While of the above efforts are projects versus programs, versus portfolios?  To answer this question consider the following definitions from the PMI standards:

  • “A project is a temporary endeavor undertaken to create a unique product, service, or result.”
  • “A program is a group of related projects managed in a coordinated way to obtain benefits and control not available from managing them individually”
  • “A portfolio is a collection of projects and/or programs and other work that are grouped together to facilitate the effective management of that work to meet strategic business objectives.”

The challenge is that while these definitions offer a solid explanation to the experienced professional, one has to dig deeper into the standards to understand that ultimately the decision on whether to define an effort as a project or a program is ultimately in the hands of the organization.  It is up to the leaders of the organization to define the best suited management approach for an initiative.

Having said this though, there are a couple of  rules of thumb that I use based on the standards.
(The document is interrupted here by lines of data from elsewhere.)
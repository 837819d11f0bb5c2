//! Reliability helpers for collaborator calls and conditional writes.
//!
//! Provides deadline enforcement for promo validation and notification dispatch, a circuit
//! breaker shielding the notification dispatcher, and the retry loop used to re-run a
//! read-compute-write cycle after a version conflict.

mod circuit_breaker;
mod retry;
mod timeout;

pub use circuit_breaker::{CircuitBreaker, CircuitBreakerConfig, CircuitState};
pub use retry::{RetryPolicy, is_retryable, retry_with_backoff};
pub use timeout::with_timeout;
//! Billing engine configuration.
//!
//! Loaded from TOML. The trial base length has no default and must be named explicitly;
//! every other setting falls back to a sensible value.
//!
//! # Example
//!
//! ```toml
//! [trial]
//! base_days = 30
//!
//! [collaborators]
//! promo_timeout_ms = 3000
//! notify_timeout_ms = 3000
//!
//! [concurrency]
//! max_conflict_retries = 5
//!
//! [circuit_breaker]
//! failure_threshold = 5
//! reset_timeout_secs = 60
//! ```

use std::{path::Path, time::Duration};

use serde::Deserialize;

use crate::{
    error::{BillingError, Result},
    lifecycle::LifecycleConfig,
    reliability::{CircuitBreakerConfig, RetryPolicy},
    trial::TrialPolicy,
};

/// Top-level configuration.
#[derive(Debug, Clone, PartialEq, Eq, Deserialize)]
#[serde(deny_unknown_fields)]
pub struct BillingConfig {
    /// Trial settings.
    pub trial: TrialConfig,

    /// Collaborator deadlines.
    #[serde(default)]
    pub collaborators: CollaboratorConfig,

    /// Conditional write retries.
    #[serde(default)]
    pub concurrency: ConcurrencyConfig,

    /// Notification dispatcher circuit breaker.
    #[serde(default)]
    pub circuit_breaker: BreakerConfig,
}

/// `[trial]` section.
#[derive(Debug, Clone, Copy, PartialEq, Eq, Deserialize)]
#[serde(deny_unknown_fields)]
pub struct TrialConfig {
    /// Trial days before any promo extension. Required.
    pub base_days: u32,
}

/// `[collaborators]` section.
#[derive(Debug, Clone, Copy, PartialEq, Eq, Deserialize)]
#[serde(default, deny_unknown_fields)]
pub struct CollaboratorConfig {
    /// Promo validator deadline in milliseconds.
    pub promo_timeout_ms: u64,
    /// Notification dispatcher deadline in milliseconds.
    pub notify_timeout_ms: u64,
}

impl Default for CollaboratorConfig {
    fn default() -> Self {
        Self { promo_timeout_ms: 3000, notify_timeout_ms: 3000 }
    }
}

/// `[concurrency]` section.
#[derive(Debug, Clone, Copy, PartialEq, Eq, Deserialize)]
#[serde(default, deny_unknown_fields)]
pub struct ConcurrencyConfig {
    /// Re-reads allowed after a version conflict.
    pub max_conflict_retries: u32,
}

impl Default for ConcurrencyConfig {
    fn default() -> Self {
        Self { max_conflict_retries: 5 }
    }
}

/// `[circuit_breaker]` section.
#[derive(Debug, Clone, Copy, PartialEq, Eq, Deserialize)]
#[serde(default, deny_unknown_fields)]
pub struct BreakerConfig {
    /// Consecutive notification failures before the breaker opens.
    pub failure_threshold: u64,
    /// Seconds the breaker stays open before probing.
    pub reset_timeout_secs: u64,
}

impl Default for BreakerConfig {
    fn default() -> Self {
        Self { failure_threshold: 5, reset_timeout_secs: 60 }
    }
}

impl BillingConfig {
    /// Parses and validates a TOML document.
    ///
    /// # Errors
    ///
    /// Returns [`BillingError::Config`] if the document is malformed, `[trial] base_days`
    /// is missing, or a value is out of range.
    ///
    /// # Examples
    ///
    /// ```
    /// use piopi_billing::config::BillingConfig;
    ///
    /// let config = BillingConfig::from_toml("[trial]\nbase_days = 7\n").unwrap();
    /// assert_eq!(config.trial.base_days, 7);
    /// assert_eq!(config.collaborators.promo_timeout_ms, 3000);
    ///
    /// assert!(BillingConfig::from_toml("[collaborators]\npromo_timeout_ms = 100\n").is_err());
    /// ```
    pub fn from_toml(source: &str) -> Result<Self> {
        let config: Self =
            toml::from_str(source).map_err(|e| BillingError::Config(e.message().to_owned()))?;
        config.validate()?;
        Ok(config)
    }

    /// Reads, parses and validates a TOML file.
    ///
    /// # Errors
    ///
    /// Returns [`BillingError::Config`] if the file cannot be read or fails
    /// [`from_toml`](Self::from_toml).
    pub fn from_file(path: impl AsRef<Path>) -> Result<Self> {
        let path = path.as_ref();
        let source = std::fs::read_to_string(path)
            .map_err(|e| BillingError::Config(format!("cannot read {}: {e}", path.display())))?;
        Self::from_toml(&source)
    }

    /// Checks value ranges.
    ///
    /// # Errors
    ///
    /// Returns [`BillingError::Config`] naming the first offending key.
    pub fn validate(&self) -> Result<()> {
        check_range("trial.base_days", u64::from(self.trial.base_days), 1, 365)?;
        check_range("collaborators.promo_timeout_ms", self.collaborators.promo_timeout_ms, 1, 10_000)?;
        check_range(
            "collaborators.notify_timeout_ms",
            self.collaborators.notify_timeout_ms,
            1,
            10_000,
        )?;
        check_range(
            "concurrency.max_conflict_retries",
            u64::from(self.concurrency.max_conflict_retries),
            1,
            20,
        )?;
        check_range("circuit_breaker.failure_threshold", self.circuit_breaker.failure_threshold, 1, 1000)?;
        check_range(
            "circuit_breaker.reset_timeout_secs",
            self.circuit_breaker.reset_timeout_secs,
            1,
            86_400,
        )?;
        Ok(())
    }

    /// Resolved trial policy.
    #[must_use]
    pub const fn trial_policy(&self) -> TrialPolicy {
        TrialPolicy::new(self.trial.base_days)
    }

    /// Builds the lifecycle settings.
    #[must_use]
    pub fn lifecycle_config(&self) -> LifecycleConfig {
        LifecycleConfig {
            trial: self.trial_policy(),
            promo_timeout: Duration::from_millis(self.collaborators.promo_timeout_ms),
            notify_timeout: Duration::from_millis(self.collaborators.notify_timeout_ms),
            conflict_retry: RetryPolicy::with_retries(self.concurrency.max_conflict_retries),
            circuit_breaker: CircuitBreakerConfig {
                failure_threshold: self.circuit_breaker.failure_threshold,
                reset_timeout: Duration::from_secs(self.circuit_breaker.reset_timeout_secs),
                ..CircuitBreakerConfig::default()
            },
        }
    }
}

fn check_range(key: &str, value: u64, min: u64, max: u64) -> Result<()> {
    if (min..=max).contains(&value) {
        Ok(())
    } else {
        Err(BillingError::Config(format!("{key} must be between {min} and {max}, got {value}")))
    }
}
  • When it comes to the value or benefit derived from a given initiative, if the organization can benefit from the components even if the entire effort is not 100% successful then we are dealing with a program.  However, if the failure to deliver one component of the initiative will deem the whole effort to failure then we are dealing with a project.
  • On efforts that we deem as programs, the organization needs to be able to staff at least 1 program manager and 2 or more project managers on the various projects that make up the program.  If we find ourselves in a position where there is only one person responsible for the “project management” activities and we want to divide the effort into a program, we are opening ourselves to a variety of risks.
  • Portfolios are a totally different animal from projects or programs.  A portfolio can contain multiple projects and/or programs.  It can also contain work that is not project oriented.  The primary focus is on managing organizational investment in initiatives in such a manner as to maximize the benefit of such an investment.  A portfolio can be managed by an individual or a group of people.  As such, the distinction between a portfolio versus a program is a lot easier to understand.  Furthermore, organizations may also opt to have multiple portfolios that can be managed separately.  These could include a marketing portfolio, an IT portfolio and so forth.
Going back to the initial examples, I would probably lean toward classifying the building of an airport as a program while the building of the city as a portfolio which could contain multiple projects and programs.  The creation of the product and service as well as the implementation of the IT system will greatly depend on the scope and size along with the size of the organization.  They could be classified as either a project or a program.  As I said earlier, there are too many factors to make a decision without getting into the details of the initiatives and organization.